How to Calculate R^2 Value

Some software packages offer neat, but often abused, options. For example, there is often an option to display the “R^2” value. Skipping the long mathematical explanation, the R^2 value can be thought of as a way to measure the linearity of the data or how closely the best-fit line approximates the value of the measurement. A value of 1 would indicate a perfect fit, and a value of 0 is no fit at all. 

Real data is often sloppy. While the graph above has nice R^2 values of nearly 1, sometimes that isn’t the case. Maybe the R^2 values are closer to 0.7 or a similar number. Unfortunately, many technicians and engineers treat an R^2 value equal to 1 as a gold standard to which all data should match. This is not the case. Hopefully, adding more data points will legitimately increase the R^2 value.

Where engineers and technicians can get into trouble is by changing the equation order. If a line does not fit well, it may be tempting to try to model it with a parabola, cubic, or another polynomial instead. If they do this, they will get an R^2 value of 1, as they will have found a polynomial that snakes through every data point. This is a poor practice and does not represent reality. Instead, they should know enough about the behavior of the sensor (linear, exponential, quadratic, etc.) and use only the proper order. 

 

Calibration in LabVIEW

At this point, there is a graph and an equation that represents how the sensor voltage (or current) will change with a changing environment. LabVIEW can convert the raw sensor data into human-readable data on the graphical user interface (GUI).
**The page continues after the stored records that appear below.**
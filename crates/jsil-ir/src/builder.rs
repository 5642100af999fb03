//! Programmatic construction of IR programs.
//!
//! The front end normally produces the IR; hosts, benchmarks and tests use
//! [`ProgramBuilder`] to assemble programs directly. The builder owns id
//! allocation so every declaration gets a program-unique identity.

use crate::annotations::Annotations;
use crate::expr::Statement;
use crate::ids::{
    ClassId, ExtensionId, InlineClassId, LibraryId, MemberId, TypeParameterId, VariableId,
};
use crate::node::{
    Class, Extension, ExtensionMemberDescriptor, ExtensionMemberKind, FunctionNode, InlineClass,
    InlineClassMemberDescriptor, InlineClassMemberKind, Library, Member, MemberKind, Program,
    TypeParameter, VariableDeclaration,
};
use crate::types::Type;

/// Declaration of a member to be added by [`ProgramBuilder`].
#[derive(Debug, Clone)]
pub struct MemberSpec {
    pub name: String,
    pub kind: MemberKind,
    pub is_static: bool,
    pub is_external: bool,
    pub annotations: Annotations,
    pub type_parameters: Vec<TypeParameter>,
    pub positional_parameters: Vec<VariableDeclaration>,
    pub return_type: Option<Type>,
    pub body: Option<Statement>,
}

impl MemberSpec {
    pub fn new(name: impl Into<String>, kind: MemberKind) -> Self {
        Self {
            name: name.into(),
            kind,
            is_static: false,
            is_external: false,
            annotations: Annotations::default(),
            type_parameters: Vec::new(),
            positional_parameters: Vec::new(),
            return_type: None,
            body: None,
        }
    }

    pub fn getter(name: impl Into<String>) -> Self {
        Self::new(name, MemberKind::Getter)
    }

    pub fn setter(name: impl Into<String>) -> Self {
        Self::new(name, MemberKind::Setter)
    }

    pub fn method(name: impl Into<String>) -> Self {
        Self::new(name, MemberKind::Method)
    }

    pub fn constructor(name: impl Into<String>) -> Self {
        Self::new(name, MemberKind::Constructor)
    }

    pub fn factory(name: impl Into<String>) -> Self {
        Self::new(name, MemberKind::Factory)
    }

    pub fn external(mut self) -> Self {
        self.is_external = true;
        self
    }

    pub fn static_member(mut self) -> Self {
        self.is_static = true;
        self
    }

    pub fn annotated(mut self, annotations: Annotations) -> Self {
        self.annotations = annotations;
        self
    }

    pub fn type_parameters(mut self, type_parameters: Vec<TypeParameter>) -> Self {
        self.type_parameters = type_parameters;
        self
    }

    pub fn parameters(mut self, parameters: Vec<VariableDeclaration>) -> Self {
        self.positional_parameters = parameters;
        self
    }

    pub fn returns(mut self, return_type: Type) -> Self {
        self.return_type = Some(return_type);
        self
    }

    pub fn body(mut self, body: Statement) -> Self {
        self.body = Some(body);
        self
    }
}

/// Assembles a [`Program`], allocating ids as declarations are added.
#[derive(Debug, Default)]
pub struct ProgramBuilder {
    program: Program,
    next_library: u32,
    next_class: u32,
    next_extension: u32,
    next_inline_class: u32,
    next_member: u32,
    next_variable: u32,
    next_type_parameter: u32,
}

impl ProgramBuilder {
    pub fn new() -> Self {
        Self::default()
    }

    pub fn add_library(
        &mut self,
        import_uri: impl Into<String>,
        annotations: Annotations,
    ) -> LibraryId {
        let id = LibraryId(self.next_library);
        self.next_library += 1;
        self.program.libraries.push(Library {
            id,
            import_uri: import_uri.into(),
            annotations,
            classes: Vec::new(),
            extensions: Vec::new(),
            inline_classes: Vec::new(),
            members: Vec::new(),
        });
        id
    }

    pub fn add_class(
        &mut self,
        library: LibraryId,
        name: impl Into<String>,
        annotations: Annotations,
    ) -> ClassId {
        self.add_generic_class(library, name, annotations, Vec::new())
    }

    pub fn add_generic_class(
        &mut self,
        library: LibraryId,
        name: impl Into<String>,
        annotations: Annotations,
        type_parameters: Vec<TypeParameter>,
    ) -> ClassId {
        let id = ClassId(self.next_class);
        self.next_class += 1;
        self.library_mut(library).classes.push(Class {
            id,
            name: name.into(),
            annotations,
            type_parameters,
            members: Vec::new(),
        });
        id
    }

    pub fn add_extension(
        &mut self,
        library: LibraryId,
        name: impl Into<String>,
        on_type: Type,
    ) -> ExtensionId {
        let id = ExtensionId(self.next_extension);
        self.next_extension += 1;
        self.library_mut(library).extensions.push(Extension {
            id,
            name: name.into(),
            type_parameters: Vec::new(),
            on_type,
            members: Vec::new(),
        });
        id
    }

    pub fn add_inline_class(
        &mut self,
        library: LibraryId,
        name: impl Into<String>,
        annotations: Annotations,
        representation_type: Type,
    ) -> InlineClassId {
        let id = InlineClassId(self.next_inline_class);
        self.next_inline_class += 1;
        self.library_mut(library).inline_classes.push(InlineClass {
            id,
            name: name.into(),
            annotations,
            type_parameters: Vec::new(),
            representation_type,
            members: Vec::new(),
        });
        id
    }

    /// Add a top-level procedure.
    pub fn add_top_level(&mut self, library: LibraryId, spec: MemberSpec) -> MemberId {
        let member = self.make_member(library, None, spec, Type::Dynamic);
        let id = member.id;
        self.library_mut(library).members.push(member);
        id
    }

    /// Add a member to an ordinary class. Constructors and factories default
    /// to returning the class type.
    pub fn add_class_member(&mut self, class: ClassId, spec: MemberSpec) -> MemberId {
        let (library, class_type) = {
            let (library, class_node) = self.find_class(class);
            let arguments = class_node
                .type_parameters
                .iter()
                .map(|tp| Type::parameter(tp.id))
                .collect();
            (library, Type::generic_interface(class, arguments))
        };
        let default_return = match spec.kind {
            MemberKind::Constructor | MemberKind::Factory => class_type,
            _ => Type::Dynamic,
        };
        let member = self.make_member(library, Some(class), spec, default_return);
        let id = member.id;
        self.class_mut(class).members.push(member);
        id
    }

    /// Add an extension member. The implementing procedure is placed at the
    /// top level of the extension's library, as the front end does.
    pub fn add_extension_member(&mut self, extension: ExtensionId, spec: MemberSpec) -> MemberId {
        let kind = match spec.kind {
            MemberKind::Getter => ExtensionMemberKind::Getter,
            MemberKind::Setter => ExtensionMemberKind::Setter,
            MemberKind::Method => ExtensionMemberKind::Method,
            MemberKind::Operator => ExtensionMemberKind::Operator,
            MemberKind::Constructor | MemberKind::Factory => {
                panic!("extensions cannot declare constructors: {}", spec.name)
            }
        };
        let library = self.find_extension_library(extension);
        let name = spec.name.clone();
        let is_static = spec.is_static;
        let mut member = self.make_member(library, None, spec, Type::Dynamic);
        member.is_extension_member = true;
        let id = member.id;
        self.library_mut(library).members.push(member);
        self.extension_mut(extension)
            .members
            .push(ExtensionMemberDescriptor {
                name,
                kind,
                is_static,
                member: id,
            });
        id
    }

    /// Add an inline-container member. Constructors and factories are static
    /// and default to returning the inline type.
    pub fn add_inline_member(&mut self, inline_class: InlineClassId, spec: MemberSpec) -> MemberId {
        let kind = match spec.kind {
            MemberKind::Getter => InlineClassMemberKind::Getter,
            MemberKind::Setter => InlineClassMemberKind::Setter,
            MemberKind::Method => InlineClassMemberKind::Method,
            MemberKind::Operator => InlineClassMemberKind::Operator,
            MemberKind::Constructor => InlineClassMemberKind::Constructor,
            MemberKind::Factory => InlineClassMemberKind::Factory,
        };
        let is_static = spec.is_static
            || matches!(
                kind,
                InlineClassMemberKind::Constructor | InlineClassMemberKind::Factory
            );
        let default_return = match kind {
            InlineClassMemberKind::Constructor | InlineClassMemberKind::Factory => {
                Type::inline(inline_class)
            }
            _ => Type::Dynamic,
        };
        let library = self.find_inline_class_library(inline_class);
        let name = spec.name.clone();
        let mut member = self.make_member(library, None, spec, default_return);
        member.is_inline_class_member = true;
        member.is_static = is_static;
        let id = member.id;
        self.library_mut(library).members.push(member);
        self.inline_class_mut(inline_class)
            .members
            .push(InlineClassMemberDescriptor {
                name,
                kind,
                is_static,
                member: id,
            });
        id
    }

    /// Declare a fresh variable (parameter or local).
    pub fn variable(&mut self, name: impl Into<String>, ty: Type) -> VariableDeclaration {
        let id = VariableId(self.next_variable);
        self.next_variable += 1;
        VariableDeclaration {
            id,
            name: name.into(),
            ty,
            initializer: None,
        }
    }

    /// Declare a fresh type parameter bounded by `dynamic`.
    pub fn type_parameter(&mut self, name: impl Into<String>) -> TypeParameter {
        let id = TypeParameterId(self.next_type_parameter);
        self.next_type_parameter += 1;
        TypeParameter {
            id,
            name: name.into(),
            bound: Type::Dynamic,
        }
    }

    /// The program built so far.
    pub fn program(&self) -> &Program {
        &self.program
    }

    pub fn finish(self) -> Program {
        self.program
    }

    fn make_member(
        &mut self,
        library: LibraryId,
        enclosing_class: Option<ClassId>,
        spec: MemberSpec,
        default_return: Type,
    ) -> Member {
        let id = MemberId(self.next_member);
        self.next_member += 1;
        Member {
            id,
            name: spec.name,
            kind: spec.kind,
            is_static: spec.is_static,
            is_external: spec.is_external,
            is_extension_member: false,
            is_inline_class_member: false,
            enclosing_library: library,
            enclosing_class,
            annotations: spec.annotations,
            function: FunctionNode {
                type_parameters: spec.type_parameters,
                positional_parameters: spec.positional_parameters,
                return_type: spec.return_type.unwrap_or(default_return),
                body: spec.body,
            },
        }
    }

    fn library_mut(&mut self, id: LibraryId) -> &mut Library {
        match self.program.library_mut(id) {
            Some(library) => library,
            None => panic!("unknown library {id:?}"),
        }
    }

    fn find_class(&self, id: ClassId) -> (LibraryId, &Class) {
        for library in &self.program.libraries {
            if let Some(class) = library.class(id) {
                return (library.id, class);
            }
        }
        panic!("unknown class {id:?}")
    }

    fn class_mut(&mut self, id: ClassId) -> &mut Class {
        self.program
            .libraries
            .iter_mut()
            .flat_map(|library| library.classes.iter_mut())
            .find(|class| class.id == id)
            .unwrap_or_else(|| panic!("unknown class {id:?}"))
    }

    fn find_extension_library(&self, id: ExtensionId) -> LibraryId {
        self.program
            .libraries
            .iter()
            .find(|library| library.extensions.iter().any(|e| e.id == id))
            .map(|library| library.id)
            .unwrap_or_else(|| panic!("unknown extension {id:?}"))
    }

    fn extension_mut(&mut self, id: ExtensionId) -> &mut Extension {
        self.program
            .libraries
            .iter_mut()
            .flat_map(|library| library.extensions.iter_mut())
            .find(|extension| extension.id == id)
            .unwrap_or_else(|| panic!("unknown extension {id:?}"))
    }

    fn find_inline_class_library(&self, id: InlineClassId) -> LibraryId {
        self.program
            .libraries
            .iter()
            .find(|library| library.inline_classes.iter().any(|c| c.id == id))
            .map(|library| library.id)
            .unwrap_or_else(|| panic!("unknown inline class {id:?}"))
    }

    fn inline_class_mut(&mut self, id: InlineClassId) -> &mut InlineClass {
        self.program
            .libraries
            .iter_mut()
            .flat_map(|library| library.inline_classes.iter_mut())
            .find(|inline_class| inline_class.id == id)
            .unwrap_or_else(|| panic!("unknown inline class {id:?}"))
    }
}

#[cfg(test)]
#[path = "tests/builder_tests.rs"]
mod tests;
//! Static types of the IR.
//!
//! Types are plain values compared structurally. Class identities are carried
//! by [`ClassId`], so "is this the universal `Object` type" is an id comparison
//! against the core catalog rather than a name lookup.

use crate::ids::{ClassId, InlineClassId, TypeParameterId};
use rustc_hash::FxHashMap;

/// A static type.
#[derive(Debug, Clone, PartialEq, Eq, Hash)]
pub enum Type {
    /// The dynamic type: any value, no static guarantees.
    Dynamic,
    /// The void type.
    Void,
    /// The bottom type.
    Never,
    /// The type whose only value is `null`.
    Null,
    /// A class type with type arguments.
    Interface(InterfaceType),
    /// An inline container type. Erases to its representation at runtime.
    Inline(InlineType),
    /// A structural function type.
    Function(Box<FunctionType>),
    /// A reference to a type parameter in scope.
    TypeParameter(TypeParameterType),
}

#[derive(Debug, Clone, PartialEq, Eq, Hash)]
pub struct InterfaceType {
    pub class: ClassId,
    pub type_arguments: Vec<Type>,
    pub nullable: bool,
}

#[derive(Debug, Clone, PartialEq, Eq, Hash)]
pub struct InlineType {
    pub inline_class: InlineClassId,
    pub type_arguments: Vec<Type>,
    pub nullable: bool,
}

#[derive(Debug, Clone, PartialEq, Eq, Hash)]
pub struct FunctionType {
    pub type_parameters: Vec<TypeParameterId>,
    pub positional: Vec<Type>,
    pub return_type: Type,
    pub nullable: bool,
}

#[derive(Debug, Clone, PartialEq, Eq, Hash)]
pub struct TypeParameterType {
    pub parameter: TypeParameterId,
    pub nullable: bool,
}

/// Mapping from type parameters to the types that replace them.
pub type TypeSubstitution = FxHashMap<TypeParameterId, Type>;

impl Type {
    /// Non-nullable class type without type arguments.
    pub fn interface(class: ClassId) -> Self {
        Self::Interface(InterfaceType {
            class,
            type_arguments: Vec::new(),
            nullable: false,
        })
    }

    /// Nullable class type without type arguments.
    pub fn nullable_interface(class: ClassId) -> Self {
        Self::Interface(InterfaceType {
            class,
            type_arguments: Vec::new(),
            nullable: true,
        })
    }

    /// Non-nullable class type with type arguments.
    pub fn generic_interface(class: ClassId, type_arguments: Vec<Self>) -> Self {
        Self::Interface(InterfaceType {
            class,
            type_arguments,
            nullable: false,
        })
    }

    /// Non-nullable inline container type.
    pub fn inline(inline_class: InlineClassId) -> Self {
        Self::Inline(InlineType {
            inline_class,
            type_arguments: Vec::new(),
            nullable: false,
        })
    }

    /// Reference to a type parameter.
    pub fn parameter(parameter: TypeParameterId) -> Self {
        Self::TypeParameter(TypeParameterType {
            parameter,
            nullable: false,
        })
    }

    /// Function type with the given positional parameters and return type.
    pub fn function(positional: Vec<Self>, return_type: Self) -> Self {
        Self::Function(Box::new(FunctionType {
            type_parameters: Vec::new(),
            positional,
            return_type,
            nullable: false,
        }))
    }

    /// The class of an interface type.
    pub fn interface_class(&self) -> Option<ClassId> {
        match self {
            Self::Interface(interface) => Some(interface.class),
            _ => None,
        }
    }

    /// Whether the type admits `null`.
    pub fn is_nullable(&self) -> bool {
        match self {
            Self::Dynamic | Self::Void | Self::Null => true,
            Self::Never => false,
            Self::Interface(t) => t.nullable,
            Self::Inline(t) => t.nullable,
            Self::Function(t) => t.nullable,
            Self::TypeParameter(t) => t.nullable,
        }
    }

    /// Replace type parameters according to `substitution`.
    ///
    /// Parameters not in the map are kept. Nullability of a substituted
    /// parameter reference is joined with the replacement's.
    pub fn substitute(&self, substitution: &TypeSubstitution) -> Self {
        if substitution.is_empty() {
            return self.clone();
        }
        match self {
            Self::Dynamic | Self::Void | Self::Never | Self::Null => self.clone(),
            Self::Interface(t) => Self::Interface(InterfaceType {
                class: t.class,
                type_arguments: substitute_all(&t.type_arguments, substitution),
                nullable: t.nullable,
            }),
            Self::Inline(t) => Self::Inline(InlineType {
                inline_class: t.inline_class,
                type_arguments: substitute_all(&t.type_arguments, substitution),
                nullable: t.nullable,
            }),
            Self::Function(t) => Self::Function(Box::new(FunctionType {
                type_parameters: t.type_parameters.clone(),
                positional: substitute_all(&t.positional, substitution),
                return_type: t.return_type.substitute(substitution),
                nullable: t.nullable,
            })),
            Self::TypeParameter(t) => match substitution.get(&t.parameter) {
                Some(replacement) if t.nullable => replacement.as_nullable(),
                Some(replacement) => replacement.clone(),
                None => self.clone(),
            },
        }
    }

    /// Nullable copy of this type.
    pub fn as_nullable(&self) -> Self {
        let mut result = self.clone();
        match &mut result {
            Self::Interface(t) => t.nullable = true,
            Self::Inline(t) => t.nullable = true,
            Self::Function(t) => t.nullable = true,
            Self::TypeParameter(t) => t.nullable = true,
            Self::Dynamic | Self::Void | Self::Never | Self::Null => {}
        }
        result
    }

    /// Visit every type parameter referenced by this type.
    pub fn for_each_type_parameter(&self, f: &mut impl FnMut(TypeParameterId)) {
        match self {
            Self::Dynamic | Self::Void | Self::Never | Self::Null => {}
            Self::Interface(InterfaceType { type_arguments, .. })
            | Self::Inline(InlineType { type_arguments, .. }) => {
                for argument in type_arguments {
                    argument.for_each_type_parameter(f);
                }
            }
            Self::Function(t) => {
                for positional in &t.positional {
                    positional.for_each_type_parameter(f);
                }
                t.return_type.for_each_type_parameter(f);
            }
            Self::TypeParameter(t) => f(t.parameter),
        }
    }
}

fn substitute_all(types: &[Type], substitution: &TypeSubstitution) -> Vec<Type> {
    types.iter().map(|t| t.substitute(substitution)).collect()
}

#[cfg(test)]
#[path = "tests/types_tests.rs"]
mod tests;
//! Lowering Benchmark
//!
//! Measures pass throughput (members per second) for sequential and
//! parallel traversal.

use criterion::{BenchmarkId, Criterion, Throughput, black_box, criterion_group, criterion_main};
use jsil_ir::sdk::{JS_UTIL_LIBRARY, names};
use jsil_ir::{
    Annotations, Expression, MemberSpec, Program, ProgramBuilder, Statement, Type, install_sdk,
};
use jsil_lowering::{InteropLowering, LoweringOptions};

// =============================================================================
// Program Generation
// =============================================================================

/// `libraries` libraries, each with `members` external interop members and
/// one body holding `members` checked calls.
fn generate_program(libraries: usize, members: usize) -> Program {
    let mut builder = ProgramBuilder::new();
    let sdk = install_sdk(&mut builder);
    let Some(call_method) = builder
        .program()
        .find_library(JS_UTIL_LIBRARY)
        .and_then(|library| library.find_member(names::CALL_METHOD))
        .map(|member| member.id)
    else {
        panic!("callMethod missing from the SDK");
    };

    for l in 0..libraries {
        let library = builder.add_library(
            format!("package:bench{l}"),
            Annotations::internal_js(format!("bench{l}")),
        );
        let class = builder.add_class(
            library,
            format!("Host{l}"),
            Annotations::js("").with_static_interop(),
        );
        for m in 0..members {
            let parameters = (0..m % 4)
                .map(|p| builder.variable(format!("p{p}"), sdk.string_type()))
                .collect();
            builder.add_class_member(
                class,
                MemberSpec::method(format!("op{m}"))
                    .external()
                    .static_member()
                    .parameters(parameters),
            );
        }

        let receiver = builder.variable("r", sdk.object_type());
        let value = builder.variable("v", sdk.string_type());
        let calls = (0..members)
            .map(|m| {
                Statement::expr(Expression::call_generic(
                    call_method,
                    vec![Type::Dynamic],
                    vec![
                        Expression::get(receiver.id),
                        Expression::string(format!("op{m}")),
                        Expression::list(Type::Dynamic, vec![Expression::get(value.id); m % 6]),
                    ],
                ))
            })
            .collect();
        builder.add_top_level(
            library,
            MemberSpec::method("main")
                .static_member()
                .parameters(vec![receiver, value])
                .body(Statement::block(calls)),
        );
    }
    builder.finish()
}

// =============================================================================
// Benchmarks
// =============================================================================

fn bench_lowering_throughput(c: &mut Criterion) {
    let mut group = c.benchmark_group("lowering_throughput");
    for (libraries, members) in [(4, 16), (16, 16), (64, 32)] {
        let program = generate_program(libraries, members);
        let lowering = match InteropLowering::new(&program, LoweringOptions::default()) {
            Ok(lowering) => lowering,
            Err(error) => panic!("{error}"),
        };
        group.throughput(Throughput::Elements((libraries * members * 2) as u64));

        group.bench_with_input(
            BenchmarkId::new("sequential", format!("{libraries}x{members}")),
            &program,
            |b, program| {
                b.iter_batched(
                    || program.clone(),
                    |mut program| black_box(lowering.transform_program(&mut program)),
                    criterion::BatchSize::LargeInput,
                );
            },
        );
        group.bench_with_input(
            BenchmarkId::new("parallel", format!("{libraries}x{members}")),
            &program,
            |b, program| {
                b.iter_batched(
                    || program.clone(),
                    |mut program| black_box(lowering.transform_program_parallel(&mut program)),
                    criterion::BatchSize::LargeInput,
                );
            },
        );
    }
    group.finish();
}

fn bench_catalog_resolution(c: &mut Criterion) {
    let program = generate_program(16, 16);
    c.bench_function("catalog_resolution", |b| {
        b.iter(|| black_box(InteropLowering::new(black_box(&program), LoweringOptions::default())));
    });
}

criterion_group!(benches, bench_lowering_throughput, bench_catalog_resolution);
criterion_main!(benches);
In the case of a linear sensor, the programmer can simply feed the raw data into a multiplication terminal, where it will be multiplied by the slope (m) from the best-fit line. This number can be wired to an addition terminal. The other terminal can be wired to a constant with the b value.

 

voltage in labview sub-VI

Figure 3. In this case, the equation is y = 34.274 x - 0.3378. In a full program, the “voltage in” may come directly from a data processing sub-VI.

 

From here, the programmer should create a sub-VI (virtual instrument) that encompasses the math steps. The calibration may be used in multiple parts of the program. As a sub-VI, new calibration data can be entered into the sub-VI alone, and it will perform the proper calculations throughout the VI. If a sub-VI is not used, each instance requires an update, which is time-consuming and often the source of errors.

Finally, the sub-VI should be documented. At the very minimum, include the units, the calibration method, and the name and date of the person who performed the calibration. Documentation can also include serial numbers, part numbers, and other such relevant information.

Linear regression is a powerful tool in instrumentation. Combined with LabVIEW, technicians and engineers can create a calibrated instrumentation system quickly. The engineer should be warned, however, not to abuse the capabilities of their spreadsheet software package.